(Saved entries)

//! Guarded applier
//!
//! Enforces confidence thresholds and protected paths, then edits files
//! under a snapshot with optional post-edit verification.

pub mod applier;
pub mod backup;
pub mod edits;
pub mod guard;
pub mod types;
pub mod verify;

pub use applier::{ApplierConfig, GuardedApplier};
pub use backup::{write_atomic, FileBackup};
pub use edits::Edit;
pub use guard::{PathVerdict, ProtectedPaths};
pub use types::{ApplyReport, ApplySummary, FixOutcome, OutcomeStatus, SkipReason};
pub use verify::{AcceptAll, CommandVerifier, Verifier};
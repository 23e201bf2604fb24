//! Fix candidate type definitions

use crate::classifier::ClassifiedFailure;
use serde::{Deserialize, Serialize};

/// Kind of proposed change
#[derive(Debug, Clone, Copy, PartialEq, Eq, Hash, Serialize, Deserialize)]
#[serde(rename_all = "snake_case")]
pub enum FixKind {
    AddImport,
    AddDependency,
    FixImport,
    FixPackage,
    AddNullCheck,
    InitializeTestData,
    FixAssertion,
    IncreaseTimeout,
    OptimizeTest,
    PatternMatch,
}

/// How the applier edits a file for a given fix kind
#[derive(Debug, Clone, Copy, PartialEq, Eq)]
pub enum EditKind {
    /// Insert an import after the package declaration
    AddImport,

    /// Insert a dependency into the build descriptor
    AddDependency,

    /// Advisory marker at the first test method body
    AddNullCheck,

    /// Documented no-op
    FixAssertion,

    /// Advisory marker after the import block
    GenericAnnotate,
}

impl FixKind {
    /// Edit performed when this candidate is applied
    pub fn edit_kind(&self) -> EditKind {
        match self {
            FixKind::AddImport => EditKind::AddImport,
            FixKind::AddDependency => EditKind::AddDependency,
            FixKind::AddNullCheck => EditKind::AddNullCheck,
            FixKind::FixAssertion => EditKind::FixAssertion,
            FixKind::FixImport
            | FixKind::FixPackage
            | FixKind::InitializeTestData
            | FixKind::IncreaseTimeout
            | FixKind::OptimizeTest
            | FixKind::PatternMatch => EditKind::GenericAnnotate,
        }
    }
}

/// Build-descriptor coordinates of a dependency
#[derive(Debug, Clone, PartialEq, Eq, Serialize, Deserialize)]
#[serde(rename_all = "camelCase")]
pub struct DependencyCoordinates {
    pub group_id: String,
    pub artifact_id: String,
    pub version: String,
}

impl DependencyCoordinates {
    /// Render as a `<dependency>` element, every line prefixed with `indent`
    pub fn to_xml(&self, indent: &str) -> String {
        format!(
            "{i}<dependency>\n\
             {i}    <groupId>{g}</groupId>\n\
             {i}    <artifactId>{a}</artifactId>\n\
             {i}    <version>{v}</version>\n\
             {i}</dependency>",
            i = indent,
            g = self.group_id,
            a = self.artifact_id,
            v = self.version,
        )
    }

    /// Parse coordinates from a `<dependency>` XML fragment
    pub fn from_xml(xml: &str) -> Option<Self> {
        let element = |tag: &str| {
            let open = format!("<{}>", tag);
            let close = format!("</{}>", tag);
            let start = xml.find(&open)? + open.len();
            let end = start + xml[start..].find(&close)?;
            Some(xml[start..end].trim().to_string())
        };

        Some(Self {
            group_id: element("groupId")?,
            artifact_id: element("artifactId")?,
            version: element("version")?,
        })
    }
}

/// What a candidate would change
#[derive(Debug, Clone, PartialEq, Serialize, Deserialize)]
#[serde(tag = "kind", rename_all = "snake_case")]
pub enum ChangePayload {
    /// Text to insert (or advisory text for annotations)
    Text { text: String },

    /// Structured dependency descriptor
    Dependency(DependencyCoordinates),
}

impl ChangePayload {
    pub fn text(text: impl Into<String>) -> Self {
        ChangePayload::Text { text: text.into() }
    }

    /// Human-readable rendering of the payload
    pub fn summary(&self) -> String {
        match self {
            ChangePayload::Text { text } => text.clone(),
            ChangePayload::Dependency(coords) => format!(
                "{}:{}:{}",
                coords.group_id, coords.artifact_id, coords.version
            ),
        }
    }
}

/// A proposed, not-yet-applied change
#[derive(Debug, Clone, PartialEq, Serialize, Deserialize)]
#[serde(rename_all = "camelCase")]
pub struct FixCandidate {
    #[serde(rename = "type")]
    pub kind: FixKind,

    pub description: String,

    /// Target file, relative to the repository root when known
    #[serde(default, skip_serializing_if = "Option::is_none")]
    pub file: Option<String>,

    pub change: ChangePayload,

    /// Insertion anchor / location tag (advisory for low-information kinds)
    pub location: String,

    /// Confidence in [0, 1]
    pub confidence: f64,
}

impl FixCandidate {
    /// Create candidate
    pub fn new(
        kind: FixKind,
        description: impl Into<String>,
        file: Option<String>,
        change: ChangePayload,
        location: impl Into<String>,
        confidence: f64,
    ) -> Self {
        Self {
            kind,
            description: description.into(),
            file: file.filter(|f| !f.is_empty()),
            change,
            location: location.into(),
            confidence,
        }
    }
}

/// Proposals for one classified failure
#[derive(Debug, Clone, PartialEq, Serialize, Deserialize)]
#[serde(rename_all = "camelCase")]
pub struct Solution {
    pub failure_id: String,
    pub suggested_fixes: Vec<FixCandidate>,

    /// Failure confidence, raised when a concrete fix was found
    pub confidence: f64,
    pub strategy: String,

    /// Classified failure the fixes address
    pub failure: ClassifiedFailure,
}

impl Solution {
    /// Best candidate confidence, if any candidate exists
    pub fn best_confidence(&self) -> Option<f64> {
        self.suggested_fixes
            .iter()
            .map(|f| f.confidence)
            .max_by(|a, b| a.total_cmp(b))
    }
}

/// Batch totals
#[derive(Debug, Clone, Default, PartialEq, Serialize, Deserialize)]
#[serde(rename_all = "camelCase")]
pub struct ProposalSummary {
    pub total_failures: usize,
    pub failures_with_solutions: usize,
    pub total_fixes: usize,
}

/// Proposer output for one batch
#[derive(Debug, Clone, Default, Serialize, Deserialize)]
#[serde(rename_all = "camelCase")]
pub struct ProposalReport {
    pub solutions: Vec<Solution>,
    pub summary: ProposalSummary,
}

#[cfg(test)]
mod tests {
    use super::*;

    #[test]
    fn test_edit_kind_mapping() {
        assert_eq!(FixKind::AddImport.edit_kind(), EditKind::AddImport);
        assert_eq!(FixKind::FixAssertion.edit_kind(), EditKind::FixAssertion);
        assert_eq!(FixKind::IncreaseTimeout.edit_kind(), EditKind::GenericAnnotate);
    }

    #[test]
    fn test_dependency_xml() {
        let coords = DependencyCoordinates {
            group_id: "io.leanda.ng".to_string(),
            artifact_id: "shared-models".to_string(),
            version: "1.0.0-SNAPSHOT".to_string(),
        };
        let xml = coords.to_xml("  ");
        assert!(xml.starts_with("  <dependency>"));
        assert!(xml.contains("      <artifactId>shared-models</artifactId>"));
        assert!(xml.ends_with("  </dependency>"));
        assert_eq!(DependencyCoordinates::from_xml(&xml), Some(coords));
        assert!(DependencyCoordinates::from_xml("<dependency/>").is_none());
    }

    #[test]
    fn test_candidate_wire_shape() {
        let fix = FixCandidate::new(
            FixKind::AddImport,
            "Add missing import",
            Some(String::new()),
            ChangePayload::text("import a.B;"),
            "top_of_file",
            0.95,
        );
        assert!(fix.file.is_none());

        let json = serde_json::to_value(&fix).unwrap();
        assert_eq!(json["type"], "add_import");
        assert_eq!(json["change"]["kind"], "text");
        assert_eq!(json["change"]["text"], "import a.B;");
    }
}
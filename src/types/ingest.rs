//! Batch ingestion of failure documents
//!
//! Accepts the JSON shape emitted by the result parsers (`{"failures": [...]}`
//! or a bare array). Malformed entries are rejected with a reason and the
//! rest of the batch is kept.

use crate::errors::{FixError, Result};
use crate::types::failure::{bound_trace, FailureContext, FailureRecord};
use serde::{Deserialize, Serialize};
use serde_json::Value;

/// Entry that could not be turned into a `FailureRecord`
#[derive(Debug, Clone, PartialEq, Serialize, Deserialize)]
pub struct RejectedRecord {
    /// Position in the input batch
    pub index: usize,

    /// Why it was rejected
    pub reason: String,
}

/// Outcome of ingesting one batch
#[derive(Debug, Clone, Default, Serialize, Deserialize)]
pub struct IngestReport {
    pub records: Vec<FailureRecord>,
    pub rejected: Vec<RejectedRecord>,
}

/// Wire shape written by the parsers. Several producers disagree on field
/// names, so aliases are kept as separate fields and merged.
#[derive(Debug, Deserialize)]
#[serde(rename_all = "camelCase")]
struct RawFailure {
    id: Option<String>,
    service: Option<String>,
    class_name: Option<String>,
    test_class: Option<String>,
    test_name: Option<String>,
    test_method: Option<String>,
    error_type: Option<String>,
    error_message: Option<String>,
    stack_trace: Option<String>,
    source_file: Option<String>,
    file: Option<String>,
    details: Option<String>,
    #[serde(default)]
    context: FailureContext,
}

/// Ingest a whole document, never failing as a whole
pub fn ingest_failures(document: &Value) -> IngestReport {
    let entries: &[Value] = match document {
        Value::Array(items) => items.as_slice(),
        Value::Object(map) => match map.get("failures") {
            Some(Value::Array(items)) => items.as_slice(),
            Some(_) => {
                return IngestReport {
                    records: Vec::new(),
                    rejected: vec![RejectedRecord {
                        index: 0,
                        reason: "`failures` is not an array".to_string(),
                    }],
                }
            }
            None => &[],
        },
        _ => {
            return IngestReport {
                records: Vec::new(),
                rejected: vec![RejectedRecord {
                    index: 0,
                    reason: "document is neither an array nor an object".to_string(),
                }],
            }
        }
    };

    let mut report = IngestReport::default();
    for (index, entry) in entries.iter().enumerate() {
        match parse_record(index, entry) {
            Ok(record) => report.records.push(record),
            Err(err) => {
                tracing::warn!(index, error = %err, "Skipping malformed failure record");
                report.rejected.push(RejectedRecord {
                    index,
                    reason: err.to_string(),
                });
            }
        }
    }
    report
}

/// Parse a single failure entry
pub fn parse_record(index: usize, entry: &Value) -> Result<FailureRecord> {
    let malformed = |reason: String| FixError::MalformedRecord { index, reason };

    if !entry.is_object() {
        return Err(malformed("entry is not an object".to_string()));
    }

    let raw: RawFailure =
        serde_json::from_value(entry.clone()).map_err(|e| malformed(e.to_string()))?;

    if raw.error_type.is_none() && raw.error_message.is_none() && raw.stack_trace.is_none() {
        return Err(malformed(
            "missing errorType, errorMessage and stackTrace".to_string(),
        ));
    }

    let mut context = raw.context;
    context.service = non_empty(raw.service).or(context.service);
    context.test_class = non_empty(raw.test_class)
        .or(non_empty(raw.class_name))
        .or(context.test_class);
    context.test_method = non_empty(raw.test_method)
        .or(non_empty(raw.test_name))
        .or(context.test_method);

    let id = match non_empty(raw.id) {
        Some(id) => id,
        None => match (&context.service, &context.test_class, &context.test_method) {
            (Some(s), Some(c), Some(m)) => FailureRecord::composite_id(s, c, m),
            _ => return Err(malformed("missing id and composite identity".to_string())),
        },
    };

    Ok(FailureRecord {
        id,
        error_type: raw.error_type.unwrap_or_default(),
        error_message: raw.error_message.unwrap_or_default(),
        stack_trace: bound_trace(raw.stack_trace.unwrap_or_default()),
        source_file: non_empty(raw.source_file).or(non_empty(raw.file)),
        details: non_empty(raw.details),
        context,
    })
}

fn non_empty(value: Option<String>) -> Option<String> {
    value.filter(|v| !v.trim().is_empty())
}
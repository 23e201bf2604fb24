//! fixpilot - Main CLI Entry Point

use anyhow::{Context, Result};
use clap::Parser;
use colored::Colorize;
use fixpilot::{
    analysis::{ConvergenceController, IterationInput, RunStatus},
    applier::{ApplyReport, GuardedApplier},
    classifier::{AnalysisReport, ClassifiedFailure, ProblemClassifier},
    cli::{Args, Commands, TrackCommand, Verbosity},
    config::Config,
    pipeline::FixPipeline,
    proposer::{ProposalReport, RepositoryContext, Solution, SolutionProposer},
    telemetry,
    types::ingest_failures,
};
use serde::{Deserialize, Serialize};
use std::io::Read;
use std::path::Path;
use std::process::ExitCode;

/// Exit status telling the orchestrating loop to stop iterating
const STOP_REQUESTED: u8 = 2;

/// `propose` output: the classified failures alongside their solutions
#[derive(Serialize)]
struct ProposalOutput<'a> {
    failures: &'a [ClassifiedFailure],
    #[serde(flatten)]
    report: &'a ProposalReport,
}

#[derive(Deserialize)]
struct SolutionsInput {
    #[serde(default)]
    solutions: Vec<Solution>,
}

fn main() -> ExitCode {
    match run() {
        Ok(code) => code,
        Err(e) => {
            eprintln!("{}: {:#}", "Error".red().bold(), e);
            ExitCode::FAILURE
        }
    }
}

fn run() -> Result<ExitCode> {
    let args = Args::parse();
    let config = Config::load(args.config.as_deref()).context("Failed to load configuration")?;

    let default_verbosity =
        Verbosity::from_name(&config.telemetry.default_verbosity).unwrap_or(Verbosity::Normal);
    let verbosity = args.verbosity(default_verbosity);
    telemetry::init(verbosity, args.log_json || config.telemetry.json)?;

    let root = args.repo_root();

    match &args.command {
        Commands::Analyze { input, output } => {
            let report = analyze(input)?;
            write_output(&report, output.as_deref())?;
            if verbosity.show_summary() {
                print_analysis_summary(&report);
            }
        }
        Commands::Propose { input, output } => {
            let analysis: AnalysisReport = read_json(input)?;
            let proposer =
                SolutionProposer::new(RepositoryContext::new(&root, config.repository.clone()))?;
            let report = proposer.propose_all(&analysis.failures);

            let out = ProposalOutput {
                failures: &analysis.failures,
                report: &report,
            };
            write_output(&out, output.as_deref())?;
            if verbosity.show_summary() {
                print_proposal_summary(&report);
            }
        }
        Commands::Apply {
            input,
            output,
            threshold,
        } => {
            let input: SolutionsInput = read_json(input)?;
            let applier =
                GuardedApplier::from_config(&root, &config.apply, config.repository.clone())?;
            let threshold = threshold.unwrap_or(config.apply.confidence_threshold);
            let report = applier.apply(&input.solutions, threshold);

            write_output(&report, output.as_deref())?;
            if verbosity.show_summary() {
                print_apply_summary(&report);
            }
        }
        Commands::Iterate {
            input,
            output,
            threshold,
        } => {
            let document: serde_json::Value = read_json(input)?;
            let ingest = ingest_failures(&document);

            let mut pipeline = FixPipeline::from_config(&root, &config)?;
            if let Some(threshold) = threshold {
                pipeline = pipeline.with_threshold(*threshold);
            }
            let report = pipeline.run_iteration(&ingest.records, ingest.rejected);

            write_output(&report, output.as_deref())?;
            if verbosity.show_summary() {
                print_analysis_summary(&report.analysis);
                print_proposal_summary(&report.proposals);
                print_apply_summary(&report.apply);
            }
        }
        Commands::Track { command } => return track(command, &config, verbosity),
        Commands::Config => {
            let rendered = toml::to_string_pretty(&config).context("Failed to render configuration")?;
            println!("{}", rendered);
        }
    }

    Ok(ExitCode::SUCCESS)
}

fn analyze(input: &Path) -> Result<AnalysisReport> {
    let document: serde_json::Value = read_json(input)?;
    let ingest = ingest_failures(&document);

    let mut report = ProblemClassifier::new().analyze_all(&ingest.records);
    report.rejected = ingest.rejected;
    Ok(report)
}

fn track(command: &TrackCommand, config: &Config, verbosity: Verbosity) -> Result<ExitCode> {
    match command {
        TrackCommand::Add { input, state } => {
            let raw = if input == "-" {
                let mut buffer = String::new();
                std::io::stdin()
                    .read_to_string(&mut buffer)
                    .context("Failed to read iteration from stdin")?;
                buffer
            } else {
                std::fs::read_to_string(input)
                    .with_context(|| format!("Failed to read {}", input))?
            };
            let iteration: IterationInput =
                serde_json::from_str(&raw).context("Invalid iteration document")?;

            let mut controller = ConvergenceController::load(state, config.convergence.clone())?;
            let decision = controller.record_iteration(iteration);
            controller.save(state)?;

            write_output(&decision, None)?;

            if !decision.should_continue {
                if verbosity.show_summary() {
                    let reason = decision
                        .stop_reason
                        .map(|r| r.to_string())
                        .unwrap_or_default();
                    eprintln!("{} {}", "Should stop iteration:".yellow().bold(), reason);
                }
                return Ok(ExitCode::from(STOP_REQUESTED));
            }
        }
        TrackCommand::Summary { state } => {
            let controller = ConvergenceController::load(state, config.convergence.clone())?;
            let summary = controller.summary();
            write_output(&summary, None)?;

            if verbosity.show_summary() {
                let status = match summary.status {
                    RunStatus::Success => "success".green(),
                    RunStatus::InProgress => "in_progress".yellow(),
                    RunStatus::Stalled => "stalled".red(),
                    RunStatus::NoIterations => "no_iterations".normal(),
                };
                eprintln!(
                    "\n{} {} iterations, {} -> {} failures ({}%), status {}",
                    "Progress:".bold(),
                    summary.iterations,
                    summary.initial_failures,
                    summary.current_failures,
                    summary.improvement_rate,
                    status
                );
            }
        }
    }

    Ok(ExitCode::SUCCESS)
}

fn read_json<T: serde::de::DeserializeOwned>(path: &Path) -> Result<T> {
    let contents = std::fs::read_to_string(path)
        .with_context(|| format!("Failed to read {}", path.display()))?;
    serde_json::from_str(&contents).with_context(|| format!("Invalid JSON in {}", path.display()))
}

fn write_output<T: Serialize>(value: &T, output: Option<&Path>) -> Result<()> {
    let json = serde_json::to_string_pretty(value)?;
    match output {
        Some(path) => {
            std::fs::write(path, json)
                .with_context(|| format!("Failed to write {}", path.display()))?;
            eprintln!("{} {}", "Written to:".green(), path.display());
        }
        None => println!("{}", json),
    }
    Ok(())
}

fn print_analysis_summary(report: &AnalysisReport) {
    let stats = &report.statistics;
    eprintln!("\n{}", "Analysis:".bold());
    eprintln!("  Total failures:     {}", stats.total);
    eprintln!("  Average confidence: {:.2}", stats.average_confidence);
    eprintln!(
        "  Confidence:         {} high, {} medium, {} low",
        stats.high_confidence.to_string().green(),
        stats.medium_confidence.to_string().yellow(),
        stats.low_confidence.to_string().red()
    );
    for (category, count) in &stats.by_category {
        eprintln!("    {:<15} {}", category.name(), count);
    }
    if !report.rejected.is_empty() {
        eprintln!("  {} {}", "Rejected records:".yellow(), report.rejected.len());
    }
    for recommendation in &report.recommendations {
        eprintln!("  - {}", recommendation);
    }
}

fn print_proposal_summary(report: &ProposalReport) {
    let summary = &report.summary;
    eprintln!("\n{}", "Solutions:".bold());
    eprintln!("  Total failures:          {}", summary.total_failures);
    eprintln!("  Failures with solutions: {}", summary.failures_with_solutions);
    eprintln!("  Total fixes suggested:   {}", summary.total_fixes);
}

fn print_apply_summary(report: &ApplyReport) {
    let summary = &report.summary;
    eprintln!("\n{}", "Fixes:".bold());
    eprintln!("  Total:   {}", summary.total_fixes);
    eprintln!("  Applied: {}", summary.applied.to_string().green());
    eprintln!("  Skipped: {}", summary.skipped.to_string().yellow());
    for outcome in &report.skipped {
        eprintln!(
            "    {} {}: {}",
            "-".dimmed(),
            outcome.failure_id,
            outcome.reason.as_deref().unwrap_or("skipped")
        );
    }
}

INSTRUCTIONS TO FOLLOW:
Of all the lines in the entries, count those with the string "shared", and report only that number.

SOLUTION BELOW:
2